Narrow‐band ultraviolet‐B stimulates proliferation and migration of cultured melanocytes

  Narrow‐band ultraviolet‐B (UVB) radiation is an effective treatment for vitiligo vulgaris. However, the mechanisms of narrow‐band UVB in inducing repigmentation of vitiligo lesions are not thoroughly clarified. The purpose of our study was to investigate the effects of narrow‐band UVB irradiation on melanocyte proliferation and migration in vitro . Our results showed that the cell counts as well as [3H]thymidine uptake of melanocytes were significantly enhanced by narrow‐band UVB‐irradiated keratinocyte supernatants. In these supernatants, a significant increase in basic fibroblast growth factor (bFGF) and in endothelin‐1 (ET‐1) release was observed. bFGF is a natural mitogen for melanocytes, whereas ET‐1 can stimulate DNA synthesis in melanocytes.
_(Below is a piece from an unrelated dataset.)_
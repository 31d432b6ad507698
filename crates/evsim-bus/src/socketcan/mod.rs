//! SocketCAN signal bus (Linux only)

mod adapter;

pub use adapter::CanSignalBus;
This stimulatory effect of melanocyte proliferation by supernatants derived from narrow‐band UVB‐irradiated keratinocytes was significantly reduced by a selective endothelin‐B (ET‐B) receptor antagonist (BQ788), suggesting an essential role of ET‐1 on melanocyte proliferation. Our results of time‐lapse microphotography revealed a stimulatory effect of narrow‐band UVB irradiation on melanocyte migration. Focal adhesion kinase (FAK) plays a pivotal role in cell migration. Phosphorylated FAK (p125 FAK ) expression on melanocyte was enhanced by narrow‐band UVB irradiation. In this study, narrow‐band UVB irradiation stimulated a significant increase in matrix metalloproteinase‐2 (MMP‐2) activity in melanocyte supernatants. Narrow‐band UVB‐irradiation‐induced migration of melanocytes was significantly annihilated by the addition of p125 FAK inhibitor (herbimycin‐A) or MMP‐2 inhibitor (GM6001). These results suggest that p125 FAK and MMP‐2 activity play important roles in narrow‐band UVB‐induced migration of melanocytes. Our results provide a theoretical basis for the effectiveness of narrow‐band UVB irradiation in treating vitiligo.